Our subject today is Dionysus, the Greek god of wine.

Bacchus to the Romans, Dionysus has his own typically complex and even convoluted history. For our purposes, we'll simply note in passing that he was well known for being persecuted by those who refused to recognize his deity. And those who refused to recognize his divinity paid a terrible price for it. The most famous telling of that part of the story is Euripides' play, The Bacchae. In that version, King Pentheus of Thebes becomes outraged by the Dionysian rites taking place in his vicinity and determines to outlaw them — which is, as we know, pretty much the plot of another classic work, the 1984 movie Footloose. In that film, an conservative and uptight minister banishes dancing and rock-n-roll from his small town. A hip newcomer from the city arrives and convinces the local kids to hold their own dance outside the town, and everything ends happily: even the uptight minister loosens up a bit and essentially gives his blessing. Fade to black, to a catchy, eminently danceable, tune.

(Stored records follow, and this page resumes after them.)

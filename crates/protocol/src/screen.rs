//! The top-level screen payload.
//!
//! A [`ScreenData`] is the unit the server pushes on every poll. The sign
//! never mutates it; fitting state is derived from it and discarded when the
//! next payload arrives.

use chrono::{DateTime, Utc};
use serde::{Deserialize, Serialize};

use crate::error::{ProtocolError, Result};
use crate::widget::WidgetData;

/// Header content shown across the top of the sign.
#[derive(Debug, Clone, Default, PartialEq, Eq, Hash, Serialize, Deserialize)]
pub struct HeaderData {
    /// Full stop or station name.
    pub title: String,
    /// Shorter name for narrow signs.
    #[serde(default, skip_serializing_if = "Option::is_none")]
    pub title_abbrev: Option<String>,
}

impl HeaderData {
    /// Returns the abbreviated title, falling back to the full title.
    #[must_use]
    pub fn short_title(&self) -> &str {
        self.title_abbrev.as_deref().unwrap_or(&self.title)
    }
}

/// A complete screen payload.
///
/// # Examples
///
/// ```
/// use headway_protocol::ScreenData;
///
/// let screen = ScreenData::from_json(r#"{"screen_id": "s", "header": {"title": "Park St"}}"#)
///     .unwrap();
/// assert!(screen.widgets.is_empty());
/// assert_eq!(screen.header.short_title(), "Park St");
/// ```
#[derive(Debug, Clone, PartialEq, Eq, Hash, Serialize, Deserialize)]
pub struct ScreenData {
    /// Identifier of the screen this payload is for.
    pub screen_id: String,
    /// When the server produced this payload.
    #[serde(default, skip_serializing_if = "Option::is_none")]
    pub fetched_at: Option<DateTime<Utc>>,
    /// Header content.
    #[serde(default)]
    pub header: HeaderData,
    /// Body widgets, top to bottom.
    #[serde(default)]
    pub widgets: Vec<WidgetData>,
}

impl ScreenData {
    /// Parses and validates a payload.
    ///
    /// # Errors
    ///
    /// Returns [`ProtocolError::DeserializationFailed`] if the JSON does not
    /// match the payload shape, or [`ProtocolError::InvalidLayout`] if a
    /// section declares contradictory bounds.
    pub fn from_json(json: &str) -> Result<Self> {
        let screen: Self =
            serde_json::from_str(json).map_err(ProtocolError::DeserializationFailed)?;
        screen.validate()?;
        Ok(screen)
    }

    /// Serializes the payload to JSON.
    ///
    /// # Errors
    ///
    /// Returns [`ProtocolError::SerializationFailed`] if serialization fails.
    pub fn to_json(&self) -> Result<String> {
        serde_json::to_string(self).map_err(ProtocolError::SerializationFailed)
    }

    /// Validates every section layout in the payload.
    ///
    /// # Errors
    ///
    /// Returns the first layout validation error found.
    pub fn validate(&self) -> Result<()> {
        for widget in &self.widgets {
            if let WidgetData::Departures(departures) = widget {
                for section in &departures.sections {
                    section.layout.validate(&section.id)?;
                }
            }
        }
        Ok(())
    }
}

Of course, if the filmmakers had stuck closer to the plot of The Bacchae, things would have gone a little differently. During the climactic dance set-piece, the minister (played by John Lithgow) would have snuck up and observed the dance. (Note: in the play, King Pentheus disguises himself as one of Bacchus's female followers but the picture of John Lithgow in a wig and dress isn't working for me so we'll lose that part.) The minister thus creeps through the woods to discover the local high school kids caught up and whirling in an intoxicated, violent, frenzied mosh-pit — many half-clothed and all lost in an orgiastic ecstasy. At this point, the true identity of the hip newcomer (played by Kevin Bacon) would be revealed: he is the god Dionysus himself. Soon afterward, the dancers notice the uptight minister spying on them. Without skipping a beat, they turn their frenzied dance in his direction, catching him up in the mosh-pit and ripping him limb from bloody limb. Suddenly, they all snap out of their trance. The minister's daughter (again, an editorial change; in the original, it's his mother) is now horrified to discover she is carrying in her hands her father's bleeding, disembodied head. She screams. We fade to black, to a catchy, eminently danceable tune. The moral of the story (to some) might be that the uptight minister had been absolutely correct in his concerns, and so ends up becoming a martyr to the cause of virtue. To the Greeks, the moral remains what it has always been: Don't insult the god by refusing him his due: those who refuse to acknowledge Dionysus will pay a terrible price for their impiety.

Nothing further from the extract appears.